The Real Doctor Will See You Shortly by Matt McCarthy

In brief: Matt’s a first year doctor (aka intern) and he’s scared stiff. This is a moving, at times funny, memoir of his first year as a doctor.

The good: I loved the way the medicine was both accessible to those outside the field and fascinating to those within in it. Just the right balance.

The not-so-good: Some of the things Matt went through…whoa!

Why I chose it: Looked interesting, so I reserved it at the library.

Year: 2015

Pages: 323

Publisher: Crown

Setting: USA (predominantly Columbia Medical Center)

If you’re considering medicine as a career and don’t want to be dissuaded, I suggest not reading this book. If you want justification of why you’re not a doctor, read this book. It’s a warts and all look at what a first year medical doctor (aka intern) has to deal with. It celebrates the highs, but it also doesn’t shirk the lows. There are funny moments, some OMG moments and some sad moments.

Matt McCarthy was a talented baseball player, but didn’t quite make the grade for the big league. So he applied for and was accepted into Harvard Medical School. During that time, he showed an aptitude for surgery but chose to go into the medical side of things. He relates having to stitch a banana and the eternally exhausted look of his supervisor during his time as potential reasons. Plus, he wanted to deal with people and new challenges, connect with them as he had seen a mentor do with the homeless. (Although his surgical supervisor did come up with a classic statement – ‘don’t f*ck with the pancreas’ which made me laugh hysterically). So for his first year, Matt moves to New York’s Columbia Medical Center.

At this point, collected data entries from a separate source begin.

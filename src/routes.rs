//! Request classification by URL path prefix.

use serde::Deserialize;

/// Path prefixes of the backend API. Everything else is the static shell.
pub const DEFAULT_LIVE_PREFIXES: &[&str] = &[
  // auth/session
  "/token",
  "/me",
  // live data
  "/check-prices",
  "/search-stations",
  "/admin",
  "/favorite-locations",
  "/fuel-logs",
];

/// How a request is handled
#[derive(Debug, Clone, Copy, PartialEq, Eq, Deserialize)]
#[serde(rename_all = "lowercase")]
pub enum Classification {
  /// Network only, never stored
  Live,
  /// Served from the store first, network on a miss
  Cacheable,
}

#[derive(Debug, Clone, PartialEq, Eq, Deserialize)]
pub struct RouteRule {
  pub prefix: String,
  #[serde(rename = "class")]
  pub classification: Classification,
}

impl RouteRule {
  pub fn new(prefix: impl Into<String>, classification: Classification) -> Self {
    Self {
      prefix: prefix.into(),
      classification,
    }
  }

  pub fn live(prefix: impl Into<String>) -> Self {
    Self::new(prefix, Classification::Live)
  }
}

/// Ordered list of (prefix, classification) pairs.
///
/// The longest matching prefix decides; on equal length the earlier rule
/// wins. Paths that match nothing get the table default.
#[derive(Debug, Clone, PartialEq, Eq)]
pub struct RouteTable {
  rules: Vec<RouteRule>,
  default: Classification,
}

impl RouteTable {
  pub fn new(rules: Vec<RouteRule>) -> Self {
    Self {
      rules,
      default: Classification::Cacheable,
    }
  }

  /// Set the classification of paths no rule matches.
  #[cfg(test)]
  pub fn with_default(mut self, default: Classification) -> Self {
    self.default = default;
    self
  }

  pub fn classify(&self, path: &str) -> Classification {
    let mut best: Option<&RouteRule> = None;
    for rule in &self.rules {
      if path.starts_with(&rule.prefix) && best.map_or(true, |b| rule.prefix.len() > b.prefix.len())
      {
        best = Some(rule);
      }
    }
    best.map_or(self.default, |rule| rule.classification)
  }
}

impl Default for RouteTable {
  fn default() -> Self {
    Self::new(default_rules())
  }
}

pub fn default_rules() -> Vec<RouteRule> {
  DEFAULT_LIVE_PREFIXES
    .iter()
    .map(|p| RouteRule::live(*p))
    .collect()
}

His first rotation is CCU.

CCU stands for coronary care unit. It’s where people go when they have a big heart attack or are seriously ill in the cardiac sense. It’s not really where you want a brand new, fresh grad to be. Especially not at night with a second year doctor (aka resident) for expert opinion. Matt clearly shows here how big the gap is between him (knowing the theory, but little practice) and Baio (a man who has done many 30 hour shifts and is truly excited by medicine). Baio is probably the greatest gift that Matt could receive at that point as he guides him through how to deal with real life as a doctor – presenting in rounds to the consultant (aka the boss), taking patient histories and doing examinations. But it’s a screw up by Matt (which unbeknown to him, was spotted by a senior doctor on the team and fixed) and a screaming session from another consultant that rattles him big time. Does he have what it takes to make it as a doctor?

Matt tries hard. He wants to connect with his patients, but is not sure if he’s prepared for the emotional bond and potential fallout. He also is part of a nasty accident that could have sent anyone off the rails. He doubts himself and compares himself unfavourably to the other interns in his group. Can he do it? Can he make it through?

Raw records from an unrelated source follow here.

use url::Url;

/// Static shell of the app, pre-filled into every new generation.
pub const DEFAULT_ASSETS: &[&str] = &[
  "/",
  "/index.html",
  "/style.css",
  "/app.js",
  "/manifest.json",
  "/icons/icon-192.png",
  "/icons/icon-512.png",
];

/// Ordered list of resources that must be stored before a generation can
/// serve offline traffic.
#[derive(Debug, Clone, PartialEq, Eq)]
pub struct Manifest {
  entries: Vec<Url>,
}

impl Manifest {
  /// Resolve manifest paths against the app origin.
  pub fn resolve<S: AsRef<str>>(origin: &Url, paths: &[S]) -> Result<Self, url::ParseError> {
    let entries = paths
      .iter()
      .map(|p| origin.join(p.as_ref()))
      .collect::<Result<Vec<_>, _>>()?;
    Ok(Self { entries })
  }

  pub fn entries(&self) -> &[Url] {
    &self.entries
  }
}

#[cfg(test)]
mod tests {
  use super::*;

  #[test]
  fn test_resolve_keeps_order() {
    let origin = Url::parse("https://fuel.example").unwrap();
    let manifest = Manifest::resolve(&origin, &["/index.html", "/style.css", "/"]).unwrap();

    let urls: Vec<&str> = manifest.entries().iter().map(Url::as_str).collect();
    assert_eq!(
      urls,
      vec![
        "https://fuel.example/index.html",
        "https://fuel.example/style.css",
        "https://fuel.example/"
      ]
    );
  }
}
mod cache;
mod config;
mod error;
mod origin;
mod proxy;
mod push;
mod routes;
#[cfg(test)]
mod testing;
mod worker;

use clap::{Parser, Subcommand};
use color_eyre::{eyre::eyre, Result};
use std::io::{Read, Write};
use std::net::SocketAddr;
use std::path::{Path, PathBuf};
use std::sync::Arc;
use tracing_appender::non_blocking::WorkerGuard;
use tracing_subscriber::{layer::SubscriberExt, util::SubscriberInitExt, EnvFilter};
use url::Url;

use crate::cache::{CacheRouter, CacheStorage, SqliteStorage};
use crate::config::Config;
use crate::origin::{Destination, OriginClient, Request};
use crate::push::{Clients, Notification, PushPayload};
use crate::worker::Worker;

type AppWorker = Worker<SqliteStorage, OriginClient>;

#[derive(Parser, Debug)]
#[command(name = "offline-router")]
#[command(about = "Offline-aware request/cache router for the L8teFuel web client")]
#[command(version)]
struct Args {
  /// Path to config file (default: $XDG_CONFIG_HOME/offline-router/config.yaml)
  #[arg(short, long, global = true)]
  config: Option<PathBuf>,

  /// App origin to route for
  #[arg(long, global = true)]
  origin: Option<Url>,

  /// Cache generation to use
  #[arg(short, long, global = true)]
  generation: Option<String>,

  /// Write logs to this file instead of stderr
  #[arg(long, global = true)]
  log_file: Option<PathBuf>,

  #[command(subcommand)]
  command: Command,
}

#[derive(Subcommand, Debug)]
enum Command {
  /// Fill the current generation from the manifest
  Install,
  /// Delete every stored generation except the current one
  Activate,
  /// Route one request and write the body to stdout
  Fetch {
    /// Path (and query) on the origin
    path: String,
    /// Treat the request as a page load
    #[arg(long)]
    document: bool,
  },
  /// List stored generations
  Generations,
  /// Run the proxy in front of the origin
  Serve {
    /// Listen address (overrides the config file)
    #[arg(short, long)]
    listen: Option<SocketAddr>,
  },
  /// Turn a push payload into a notification and click it
  Push {
    /// JSON payload; read from stdin when omitted
    payload: Option<String>,
  },
  /// Fire a background sync event
  Sync {
    #[arg(default_value = "check-prices")]
    tag: String,
  },
}

#[tokio::main]
async fn main() -> Result<()> {
  color_eyre::install()?;

  let args = Args::parse();
  let _log_guard = init_tracing(args.log_file.as_deref())?;

  // Load configuration
  let config = Config::load(args.config.as_deref())?;

  // Command line overrides
  let config = Config {
    origin: args.origin.unwrap_or(config.origin),
    generation: args.generation.unwrap_or(config.generation),
    ..config
  };

  match args.command {
    Command::Install => {
      let router = build_router(&config)?;
      let manifest = config.manifest()?;
      router.initialize(&manifest).await?;
      println!("installed {} ({} resources)", config.generation, manifest.entries().len());
    }
    Command::Activate => {
      let router = build_router(&config)?;
      let removed = router.activate().await?;
      println!("{} active, {} generation(s) removed", config.generation, removed);
    }
    Command::Fetch { path, document } => {
      let worker = build_worker(&config)?;
      worker.resume()?;

      let url = config
        .origin
        .join(&path)
        .map_err(|e| eyre!("Invalid path '{}': {}", path, e))?;
      let destination = if document {
        Destination::Document
      } else {
        Destination::Empty
      };

      let response = worker
        .fetch(Request::get(url).with_destination(destination))
        .await?;
      worker.settle().await;

      eprintln!("{} ({})", response.status, response.source.as_str());
      std::io::stdout().write_all(&response.body)?;
    }
    Command::Generations => {
      let storage = open_storage(&config)?;
      for generation in storage.generations()? {
        let marker = if generation == config.generation { "*" } else { " " };
        println!(
          "{} {} ({} entries)",
          marker,
          generation,
          storage.keys(&generation)?.len()
        );
      }
    }
    Command::Serve { listen } => {
      let worker = Worker::start(build_router(&config)?, config.manifest()?, config.origin.clone()).await?;
      proxy::serve(
        Arc::new(worker),
        listen.unwrap_or(config.listen),
        config.max_body_bytes,
      )
      .await?;
    }
    Command::Push { payload } => {
      let raw = match payload {
        Some(p) => p.into_bytes(),
        None => {
          let mut buf = Vec::new();
          std::io::stdin().read_to_end(&mut buf)?;
          buf
        }
      };
      let data = (!raw.is_empty()).then_some(raw.as_slice());
      let notification = Notification::from(PushPayload::from_bytes(data));
      println!("{}", serde_json::to_string_pretty(&notification)?);

      let mut clients = Clients::new(config.origin.clone());
      let outcome = clients.notification_click(&notification)?;
      println!("click: {:?}", outcome);
    }
    Command::Sync { tag } => {
      let worker = build_worker(&config)?;
      worker.resume()?;
      match worker.sync(&tag).await? {
        Some(response) => println!("{} {} ({})", tag, response.status, response.source.as_str()),
        None => println!("{}: nothing to do", tag),
      }
    }
  }

  Ok(())
}

fn init_tracing(log_file: Option<&Path>) -> Result<Option<WorkerGuard>> {
  let filter = EnvFilter::try_from_default_env().unwrap_or_else(|_| EnvFilter::new("info"));

  match log_file {
    Some(path) => {
      let dir = path.parent().unwrap_or_else(|| Path::new("."));
      let name = path
        .file_name()
        .ok_or_else(|| eyre!("Invalid log file path: {}", path.display()))?;
      let (writer, guard) = tracing_appender::non_blocking(tracing_appender::rolling::never(dir, name));
      tracing_subscriber::registry()
        .with(filter)
        .with(tracing_subscriber::fmt::layer().with_writer(writer).with_ansi(false))
        .init();
      Ok(Some(guard))
    }
    None => {
      tracing_subscriber::registry()
        .with(filter)
        .with(tracing_subscriber::fmt::layer().with_writer(std::io::stderr))
        .init();
      Ok(None)
    }
  }
}

fn open_storage(config: &Config) -> Result<SqliteStorage> {
  match &config.store_path {
    Some(path) => SqliteStorage::open_at(path),
    None => SqliteStorage::open(),
  }
}

fn build_router(config: &Config) -> Result<CacheRouter<SqliteStorage, OriginClient>> {
  let storage = Arc::new(open_storage(config)?);
  let network = Arc::new(OriginClient::new(&config.upstream)?);

  Ok(
    CacheRouter::new(storage, network, config.generation.clone())
      .with_routes(config.route_table())
      .with_fallback_document(config.fallback_document()),
  )
}

fn build_worker(config: &Config) -> Result<AppWorker> {
  let router = build_router(config)?;
  Ok(Worker::new(router, config.manifest()?, config.origin.clone()))
}
use color_eyre::{eyre::eyre, Result};
use std::time::Duration;
use tracing::debug;

use crate::config::UpstreamConfig;
use crate::error::FetchError;

use super::types::{is_hop_by_hop, Request, Response};
use super::Fetch;

/// HTTP client for the app origin
#[derive(Clone)]
pub struct OriginClient {
  client: reqwest::Client,
}

impl OriginClient {
  pub fn new(config: &UpstreamConfig) -> Result<Self> {
    let mut builder = reqwest::Client::builder();
    if let Some(secs) = config.timeout_secs {
      builder = builder.timeout(Duration::from_secs(secs));
    }

    let client = builder
      .build()
      .map_err(|e| eyre!("Failed to create HTTP client: {}", e))?;

    Ok(Self { client })
  }
}

impl Fetch for OriginClient {
  async fn fetch(&self, request: &Request) -> Result<Response, FetchError> {
    let mut builder = self
      .client
      .request(request.method.clone(), request.url.clone());

    for (name, value) in &request.headers {
      if !is_hop_by_hop(name) {
        builder = builder.header(name.as_str(), value.as_str());
      }
    }
    if let Some(body) = &request.body {
      builder = builder.body(body.clone());
    }

    let response = builder
      .send()
      .await
      .map_err(|e| FetchError::NetworkUnavailable(format!("{} {}: {}", request.method, request.url, e)))?;

    let status = response.status().as_u16();
    let headers: Vec<(String, String)> = response
      .headers()
      .iter()
      .filter(|(name, _)| !is_hop_by_hop(name.as_str()))
      .filter_map(|(name, value)| {
        value
          .to_str()
          .ok()
          .map(|v| (name.as_str().to_string(), v.to_string()))
      })
      .collect();

    let body = response
      .bytes()
      .await
      .map_err(|e| FetchError::NetworkUnavailable(format!("Failed to read body of {}: {}", request.url, e)))?;

    debug!(url = %request.url, status, bytes = body.len(), "origin responded");

    Ok(Response::new(status, headers, body.to_vec()))
  }
}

In addition to his other talents, Matt is also a great writer. This is an emotion-laden read that doesn’t skim over anything, the good or the bad. While some other medical memoirs make light mention of lengthy shifts, Matt talks about the risks. He’s not afraid to talk about delays during resuscitation attempts or how awkward it is to tell someone that their loved one just died. It’s a candid read that people both inside and outside of the healthcare industry should read. Matt identifies many of the issues facing young doctors, and while things have gotten a bit better, there’s still room for improvement.